Problem to solve: The required output is a copy of each line in the material below that includes "left".

[[ Given data open ]]

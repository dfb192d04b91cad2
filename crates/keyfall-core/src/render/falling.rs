use crate::color::{base_color, note_fill, MEASURE_LINE};
use crate::constants::{MEASURE_FONT, MEASURE_LABEL_OFFSET, MEASURE_LINE_WIDTH, NOTE_CORNER_RADIUS};
use crate::draw::{line, rounded_rect, Surface};
use crate::event::{Event, Measure, Note};
use crate::hands::hand_for_track;
use crate::lanes::{is_black, PianoRange};
use crate::particles::ParticleSystem;
use crate::state::{DerivedState, GivenState};
use crate::viewport::{Projection, Span};
use crate::visible::in_view;
use std::ops::Range;

pub(super) fn draw<S: Surface + ?Sized>(
    ctx: &mut S,
    state: &GivenState,
    derived: &DerivedState,
    projection: Projection,
    range: Range<usize>,
    piano: PianoRange,
    particles: &mut ParticleSystem,
) {
    if state.show_particles {
        particles.begin_frame();
    }
    for (item, span) in in_view(state, projection, range) {
        match item {
            Event::Note(note) => {
                let Some(lane_idx) = piano.index_of(note.midi_note) else {
                    continue;
                };
                let ratio = projection.played_ratio(note);
                draw_note(ctx, state, derived, note, span, lane_idx, ratio);
                if state.show_particles && ratio > 0.0 && ratio < 1.0 {
                    particles.mark_active(note.midi_note, lane_idx);
                }
            }
            Event::Measure(measure) => draw_measure(ctx, state, measure, span),
        }
    }

    if state.show_particles {
        particles.end_frame();
        particles.advance();
        particles.draw(ctx, derived.lanes, state.height);
    } else {
        particles.release_all();
    }
}

fn draw_note<S: Surface + ?Sized>(
    ctx: &mut S,
    state: &GivenState,
    derived: &DerivedState,
    note: &Note,
    span: Span,
    lane_idx: usize,
    ratio: f64,
) {
    let Some(lane) = derived.lanes.get(lane_idx) else {
        return;
    };
    let hand = hand_for_track(state.hand_settings, note.track);
    let color = note_fill(base_color(hand, is_black(note.midi_note)), ratio);
    ctx.set_fill_style(&color.to_css());
    rounded_rect(
        ctx,
        lane.left,
        span.end,
        lane.width,
        span.start - span.end,
        NOTE_CORNER_RADIUS,
    );
}

fn draw_measure<S: Surface + ?Sized>(ctx: &mut S, state: &GivenState, measure: &Measure, span: Span) {
    let y = span.start;
    ctx.set_stroke_style(&MEASURE_LINE.to_css());
    ctx.set_line_width(MEASURE_LINE_WIDTH);
    line(ctx, 0.0, y, state.width, y);
    ctx.set_fill_style(&MEASURE_LINE.to_css());
    ctx.set_font(MEASURE_FONT);
    ctx.fill_text(
        &measure.number.to_string(),
        MEASURE_LABEL_OFFSET[0],
        y + MEASURE_LABEL_OFFSET[1],
    );
}
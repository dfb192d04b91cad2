use crate::constants::{BLACK_KEY_WIDTH_RATIO, HIGHEST_NOTE, LOWEST_NOTE};

/// Horizontal pixel band assigned to one piano key.
#[derive(Clone, Copy, Debug, PartialEq)]
pub struct Lane {
    pub left: f64,
    pub width: f64,
}

impl Lane {
    #[inline]
    pub fn center(&self) -> f64 {
        self.left + self.width / 2.0
    }
}

/// Inclusive MIDI note range shown on the keyboard.
#[derive(Clone, Copy, Debug, PartialEq, Eq)]
pub struct PianoRange {
    pub low: u8,
    pub high: u8,
}

impl Default for PianoRange {
    fn default() -> Self {
        Self {
            low: LOWEST_NOTE,
            high: HIGHEST_NOTE,
        }
    }
}

impl PianoRange {
    /// Range covering `low..=high`, with the ends swapped if given in reverse.
    pub fn new(low: u8, high: u8) -> Self {
        Self {
            low: low.min(high),
            high: low.max(high),
        }
    }

    /// The same keys with `low <= high`.
    #[inline]
    pub fn normalized(self) -> Self {
        Self::new(self.low, self.high)
    }

    /// Range covering `low..=high`, widened outward to white keys so black
    /// lanes never hang off either edge of the canvas.
    pub fn for_notes(low: u8, high: u8) -> Self {
        let Self { mut low, mut high } = Self::new(low, high);
        if is_black(low) {
            low -= 1;
        }
        if is_black(high) {
            high += 1;
        }
        Self { low, high }
    }

    #[inline]
    pub fn contains(&self, midi: u8) -> bool {
        (self.low..=self.high).contains(&midi)
    }

    #[inline]
    pub fn len(&self) -> usize {
        self.high.abs_diff(self.low) as usize + 1
    }

    /// Lane index of a note, if it falls within the range.
    #[inline]
    pub fn index_of(&self, midi: u8) -> Option<usize> {
        self.contains(midi).then(|| (midi - self.low) as usize)
    }

    pub fn white_key_count(&self) -> usize {
        (self.low..=self.high).filter(|&m| !is_black(m)).count()
    }
}

#[inline]
pub fn is_black(midi: u8) -> bool {
    matches!(midi % 12, 1 | 3 | 6 | 8 | 10)
}

/// Lay the keys of `range` out across `canvas_width`, one lane per key,
/// indexed by `midi - range.low`.
pub fn compute_lanes(canvas_width: f64, range: PianoRange) -> Vec<Lane> {
    let range = range.normalized();
    let white_width = canvas_width / range.white_key_count() as f64;
    let black_width = white_width * BLACK_KEY_WIDTH_RATIO;
    let mut lanes = Vec::with_capacity(range.len());
    let mut white_count = 0usize;
    for midi in range.low..=range.high {
        let boundary = white_width * white_count as f64;
        if is_black(midi) {
            lanes.push(Lane {
                left: boundary - black_width / 2.0,
                width: black_width,
            });
        } else {
            lanes.push(Lane {
                left: boundary,
                width: white_width,
            });
            white_count += 1;
        }
    }
    lanes
}

/// Lane layout memoized on canvas width.
#[derive(Debug, Default)]
pub struct LaneCache {
    range: PianoRange,
    width: Option<f64>,
    lanes: Vec<Lane>,
}

impl LaneCache {
    pub fn new(range: PianoRange) -> Self {
        Self {
            range: range.normalized(),
            width: None,
            lanes: Vec::new(),
        }
    }

    pub fn range(&self) -> PianoRange {
        self.range
    }

    /// Change the displayed key range; the next `lanes` call recomputes.
    pub fn set_range(&mut self, range: PianoRange) {
        let range = range.normalized();
        if range != self.range {
            self.range = range;
            self.width = None;
        }
    }

    /// Lanes for `width`, recomputed only when the width differs from the
    /// previous call.
    pub fn lanes(&mut self, width: f64) -> &[Lane] {
        if self.width != Some(width) {
            self.lanes = compute_lanes(width, self.range);
            self.width = Some(width);
            log::debug!(
                "[lanes] recomputed for width={width} range={}..={}",
                self.range.low,
                self.range.high
            );
        }
        &self.lanes
    }

    pub fn lane_for(&mut self, width: f64, midi: u8) -> Option<Lane> {
        let idx = self.range.index_of(midi)?;
        self.lanes(width).get(idx).copied()
    }
}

[[ Given data closed ]]

Exercise answer:
        lane.left,
    pub left: f64,
        self.left + self.width / 2.0
                left: boundary - black_width / 2.0,
                left: boundary,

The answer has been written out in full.